'''
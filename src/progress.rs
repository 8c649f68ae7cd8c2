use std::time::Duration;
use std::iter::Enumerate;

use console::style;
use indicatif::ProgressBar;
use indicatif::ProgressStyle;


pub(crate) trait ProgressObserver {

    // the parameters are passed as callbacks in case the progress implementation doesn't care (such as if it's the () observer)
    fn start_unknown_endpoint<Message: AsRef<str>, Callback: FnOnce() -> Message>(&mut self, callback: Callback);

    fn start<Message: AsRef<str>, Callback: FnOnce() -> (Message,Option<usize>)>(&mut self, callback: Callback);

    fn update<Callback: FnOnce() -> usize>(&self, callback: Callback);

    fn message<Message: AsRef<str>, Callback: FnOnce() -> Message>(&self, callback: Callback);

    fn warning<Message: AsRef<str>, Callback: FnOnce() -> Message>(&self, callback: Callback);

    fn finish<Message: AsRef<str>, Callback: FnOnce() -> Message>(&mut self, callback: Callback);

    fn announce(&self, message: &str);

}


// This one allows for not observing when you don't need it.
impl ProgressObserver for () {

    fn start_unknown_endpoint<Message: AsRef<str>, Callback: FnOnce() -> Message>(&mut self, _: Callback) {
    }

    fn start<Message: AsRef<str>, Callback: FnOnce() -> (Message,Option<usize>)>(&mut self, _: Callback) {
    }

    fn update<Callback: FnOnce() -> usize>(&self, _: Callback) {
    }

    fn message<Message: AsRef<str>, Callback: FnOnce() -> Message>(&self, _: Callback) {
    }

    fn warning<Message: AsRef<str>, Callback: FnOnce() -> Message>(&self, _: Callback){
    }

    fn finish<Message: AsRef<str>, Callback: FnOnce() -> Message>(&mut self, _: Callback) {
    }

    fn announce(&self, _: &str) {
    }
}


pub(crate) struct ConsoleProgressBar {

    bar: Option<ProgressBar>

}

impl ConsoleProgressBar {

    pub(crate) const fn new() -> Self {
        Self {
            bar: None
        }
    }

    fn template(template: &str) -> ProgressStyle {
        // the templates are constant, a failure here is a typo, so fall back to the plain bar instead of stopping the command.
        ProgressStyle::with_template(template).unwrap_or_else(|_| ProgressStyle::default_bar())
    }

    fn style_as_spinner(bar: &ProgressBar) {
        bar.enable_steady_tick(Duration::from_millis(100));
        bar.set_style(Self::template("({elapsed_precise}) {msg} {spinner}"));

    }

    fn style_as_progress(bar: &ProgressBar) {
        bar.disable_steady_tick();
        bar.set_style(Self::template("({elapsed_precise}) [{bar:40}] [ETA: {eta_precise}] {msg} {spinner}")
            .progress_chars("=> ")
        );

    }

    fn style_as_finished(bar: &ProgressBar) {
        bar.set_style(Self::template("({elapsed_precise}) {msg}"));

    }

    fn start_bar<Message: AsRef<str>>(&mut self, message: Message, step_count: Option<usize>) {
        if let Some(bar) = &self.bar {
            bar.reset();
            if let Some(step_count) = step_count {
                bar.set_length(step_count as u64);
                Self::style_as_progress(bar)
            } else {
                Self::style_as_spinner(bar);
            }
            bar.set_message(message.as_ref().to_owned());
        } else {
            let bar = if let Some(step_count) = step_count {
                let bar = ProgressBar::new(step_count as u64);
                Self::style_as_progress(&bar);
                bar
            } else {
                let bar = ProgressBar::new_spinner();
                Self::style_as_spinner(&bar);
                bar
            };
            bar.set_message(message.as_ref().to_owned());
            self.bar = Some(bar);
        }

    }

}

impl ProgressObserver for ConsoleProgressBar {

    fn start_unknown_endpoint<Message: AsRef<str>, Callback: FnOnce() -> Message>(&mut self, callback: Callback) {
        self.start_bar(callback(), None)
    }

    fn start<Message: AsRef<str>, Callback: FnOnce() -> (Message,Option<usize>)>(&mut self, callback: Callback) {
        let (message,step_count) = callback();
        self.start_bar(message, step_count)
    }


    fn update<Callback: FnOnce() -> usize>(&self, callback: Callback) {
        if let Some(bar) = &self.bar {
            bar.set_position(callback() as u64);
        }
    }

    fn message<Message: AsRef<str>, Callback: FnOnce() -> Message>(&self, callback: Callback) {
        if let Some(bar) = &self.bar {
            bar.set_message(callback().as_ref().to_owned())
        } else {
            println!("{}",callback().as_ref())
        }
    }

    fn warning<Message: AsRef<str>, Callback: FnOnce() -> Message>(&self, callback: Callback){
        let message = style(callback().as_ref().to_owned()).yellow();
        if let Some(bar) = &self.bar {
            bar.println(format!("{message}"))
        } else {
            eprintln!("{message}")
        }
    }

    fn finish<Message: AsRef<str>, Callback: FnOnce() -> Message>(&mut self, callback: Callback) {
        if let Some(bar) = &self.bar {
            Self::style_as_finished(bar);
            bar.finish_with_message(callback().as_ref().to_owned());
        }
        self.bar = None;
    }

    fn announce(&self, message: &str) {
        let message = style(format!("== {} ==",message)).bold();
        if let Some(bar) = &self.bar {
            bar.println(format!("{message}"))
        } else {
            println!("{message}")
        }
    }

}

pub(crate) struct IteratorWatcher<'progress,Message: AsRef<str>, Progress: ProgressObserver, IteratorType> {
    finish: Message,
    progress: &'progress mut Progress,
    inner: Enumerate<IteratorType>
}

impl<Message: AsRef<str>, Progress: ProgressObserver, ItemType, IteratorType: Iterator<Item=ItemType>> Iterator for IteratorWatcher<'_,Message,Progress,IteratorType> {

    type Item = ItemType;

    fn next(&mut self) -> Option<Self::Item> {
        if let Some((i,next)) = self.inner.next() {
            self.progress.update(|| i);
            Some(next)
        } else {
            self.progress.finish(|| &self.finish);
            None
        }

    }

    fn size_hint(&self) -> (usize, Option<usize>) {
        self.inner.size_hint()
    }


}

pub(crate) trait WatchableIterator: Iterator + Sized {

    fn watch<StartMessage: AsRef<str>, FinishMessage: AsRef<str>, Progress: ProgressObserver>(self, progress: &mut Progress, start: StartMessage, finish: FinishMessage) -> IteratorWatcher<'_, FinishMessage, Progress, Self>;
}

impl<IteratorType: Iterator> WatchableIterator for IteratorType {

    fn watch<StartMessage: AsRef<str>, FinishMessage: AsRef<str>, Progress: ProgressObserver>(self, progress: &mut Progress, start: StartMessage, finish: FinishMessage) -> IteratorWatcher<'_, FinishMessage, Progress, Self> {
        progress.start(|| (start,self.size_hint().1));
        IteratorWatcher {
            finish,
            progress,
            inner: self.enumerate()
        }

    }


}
'''
'''
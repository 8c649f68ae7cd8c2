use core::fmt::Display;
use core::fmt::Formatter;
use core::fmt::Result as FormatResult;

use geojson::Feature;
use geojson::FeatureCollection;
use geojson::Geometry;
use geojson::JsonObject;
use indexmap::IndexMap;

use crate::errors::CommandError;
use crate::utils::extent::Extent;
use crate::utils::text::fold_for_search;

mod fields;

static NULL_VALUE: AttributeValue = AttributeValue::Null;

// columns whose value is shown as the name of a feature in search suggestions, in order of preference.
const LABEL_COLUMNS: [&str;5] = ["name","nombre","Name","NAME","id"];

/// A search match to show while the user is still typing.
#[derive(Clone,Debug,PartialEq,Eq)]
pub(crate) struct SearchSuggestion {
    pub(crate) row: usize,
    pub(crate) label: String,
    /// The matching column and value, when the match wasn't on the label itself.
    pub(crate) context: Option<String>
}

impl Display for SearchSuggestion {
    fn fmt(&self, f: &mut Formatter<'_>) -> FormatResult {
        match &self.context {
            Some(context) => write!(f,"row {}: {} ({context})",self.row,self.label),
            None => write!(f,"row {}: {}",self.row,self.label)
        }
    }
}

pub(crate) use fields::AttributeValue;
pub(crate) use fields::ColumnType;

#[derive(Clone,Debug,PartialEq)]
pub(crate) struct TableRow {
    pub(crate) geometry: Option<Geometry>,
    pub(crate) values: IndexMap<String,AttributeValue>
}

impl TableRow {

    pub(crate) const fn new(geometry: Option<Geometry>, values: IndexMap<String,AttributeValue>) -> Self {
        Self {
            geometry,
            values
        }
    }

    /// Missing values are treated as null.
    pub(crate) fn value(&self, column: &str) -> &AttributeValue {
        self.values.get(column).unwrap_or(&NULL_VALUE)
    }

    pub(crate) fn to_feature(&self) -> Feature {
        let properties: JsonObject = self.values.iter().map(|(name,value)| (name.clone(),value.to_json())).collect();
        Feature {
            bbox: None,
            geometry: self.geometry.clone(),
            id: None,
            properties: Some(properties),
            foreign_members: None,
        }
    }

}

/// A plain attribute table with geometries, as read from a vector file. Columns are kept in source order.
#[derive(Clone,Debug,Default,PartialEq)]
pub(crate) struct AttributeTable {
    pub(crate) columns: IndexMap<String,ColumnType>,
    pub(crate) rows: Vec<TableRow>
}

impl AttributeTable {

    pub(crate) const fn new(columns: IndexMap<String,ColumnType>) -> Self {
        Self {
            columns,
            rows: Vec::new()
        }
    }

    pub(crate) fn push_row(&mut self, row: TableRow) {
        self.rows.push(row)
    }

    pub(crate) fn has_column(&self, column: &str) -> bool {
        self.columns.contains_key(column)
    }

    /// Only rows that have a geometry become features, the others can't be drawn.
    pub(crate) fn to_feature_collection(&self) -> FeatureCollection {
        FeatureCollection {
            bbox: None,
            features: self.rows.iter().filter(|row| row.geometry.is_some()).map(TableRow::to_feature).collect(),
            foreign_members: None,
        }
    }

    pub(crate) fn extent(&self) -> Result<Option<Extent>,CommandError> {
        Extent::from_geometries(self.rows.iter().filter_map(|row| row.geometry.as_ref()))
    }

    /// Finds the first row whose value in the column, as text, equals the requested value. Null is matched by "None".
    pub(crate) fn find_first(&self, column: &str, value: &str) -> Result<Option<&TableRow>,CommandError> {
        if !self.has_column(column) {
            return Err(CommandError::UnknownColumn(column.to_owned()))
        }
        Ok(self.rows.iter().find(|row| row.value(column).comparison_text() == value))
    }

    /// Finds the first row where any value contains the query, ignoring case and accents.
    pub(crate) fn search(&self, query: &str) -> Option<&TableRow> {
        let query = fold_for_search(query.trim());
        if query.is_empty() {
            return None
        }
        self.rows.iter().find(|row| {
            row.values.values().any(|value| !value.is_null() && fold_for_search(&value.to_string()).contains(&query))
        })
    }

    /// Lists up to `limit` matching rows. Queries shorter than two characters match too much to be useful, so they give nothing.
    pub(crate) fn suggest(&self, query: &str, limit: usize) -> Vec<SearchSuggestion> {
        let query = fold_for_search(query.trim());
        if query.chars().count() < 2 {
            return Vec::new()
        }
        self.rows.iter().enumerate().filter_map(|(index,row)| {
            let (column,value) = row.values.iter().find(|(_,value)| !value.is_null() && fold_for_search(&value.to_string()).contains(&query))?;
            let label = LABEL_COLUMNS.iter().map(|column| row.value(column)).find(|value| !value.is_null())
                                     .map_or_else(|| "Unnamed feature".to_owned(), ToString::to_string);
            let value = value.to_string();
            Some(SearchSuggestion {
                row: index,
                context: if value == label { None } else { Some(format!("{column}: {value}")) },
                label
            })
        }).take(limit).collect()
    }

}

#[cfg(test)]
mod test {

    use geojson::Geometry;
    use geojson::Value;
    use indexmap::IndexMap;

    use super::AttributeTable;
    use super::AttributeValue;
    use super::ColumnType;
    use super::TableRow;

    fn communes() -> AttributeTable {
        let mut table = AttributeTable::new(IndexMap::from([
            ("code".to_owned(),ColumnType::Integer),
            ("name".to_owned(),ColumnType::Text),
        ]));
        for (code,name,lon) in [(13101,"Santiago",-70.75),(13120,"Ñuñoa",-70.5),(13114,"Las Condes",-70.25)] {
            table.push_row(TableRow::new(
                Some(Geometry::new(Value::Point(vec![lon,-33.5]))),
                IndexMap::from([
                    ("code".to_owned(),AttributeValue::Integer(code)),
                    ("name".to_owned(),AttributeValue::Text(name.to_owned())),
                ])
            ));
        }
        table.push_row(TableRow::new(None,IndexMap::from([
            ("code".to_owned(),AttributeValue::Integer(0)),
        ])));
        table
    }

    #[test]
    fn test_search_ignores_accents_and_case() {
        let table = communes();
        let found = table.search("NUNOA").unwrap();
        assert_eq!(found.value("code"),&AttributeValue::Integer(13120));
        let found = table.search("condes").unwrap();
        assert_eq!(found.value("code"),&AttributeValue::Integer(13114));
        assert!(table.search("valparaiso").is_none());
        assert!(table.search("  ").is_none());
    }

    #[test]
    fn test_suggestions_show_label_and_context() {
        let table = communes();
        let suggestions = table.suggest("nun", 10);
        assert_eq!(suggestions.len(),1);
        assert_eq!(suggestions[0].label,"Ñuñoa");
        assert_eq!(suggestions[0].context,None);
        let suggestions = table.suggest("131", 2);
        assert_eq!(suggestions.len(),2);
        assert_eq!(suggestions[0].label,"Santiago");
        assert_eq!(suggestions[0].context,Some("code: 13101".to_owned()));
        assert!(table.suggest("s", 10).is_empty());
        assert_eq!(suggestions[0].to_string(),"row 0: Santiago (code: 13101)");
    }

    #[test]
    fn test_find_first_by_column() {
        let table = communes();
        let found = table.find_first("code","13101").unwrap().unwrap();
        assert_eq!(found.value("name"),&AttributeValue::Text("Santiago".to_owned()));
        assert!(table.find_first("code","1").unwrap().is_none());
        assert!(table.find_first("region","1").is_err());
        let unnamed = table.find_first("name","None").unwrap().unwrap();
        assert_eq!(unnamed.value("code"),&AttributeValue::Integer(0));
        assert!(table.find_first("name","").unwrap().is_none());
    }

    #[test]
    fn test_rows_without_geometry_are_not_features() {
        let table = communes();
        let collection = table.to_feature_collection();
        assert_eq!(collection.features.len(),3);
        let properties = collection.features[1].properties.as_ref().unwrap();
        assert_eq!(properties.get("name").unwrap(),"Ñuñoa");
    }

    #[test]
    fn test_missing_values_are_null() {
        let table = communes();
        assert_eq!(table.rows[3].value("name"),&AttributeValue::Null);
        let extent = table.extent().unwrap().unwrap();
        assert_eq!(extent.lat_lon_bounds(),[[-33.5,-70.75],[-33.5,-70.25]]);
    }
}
'''
Task directions: Wherever the string "struct" appears in the data above, copy the line it sits in.

Answer space:
pub(crate) struct ConsoleProgressBar {
pub(crate) struct IteratorWatcher<'progress,Message: AsRef<str>, Progress: ProgressObserver, IteratorType> {
pub(crate) struct SearchSuggestion {
pub(crate) struct TableRow {
pub(crate) struct AttributeTable {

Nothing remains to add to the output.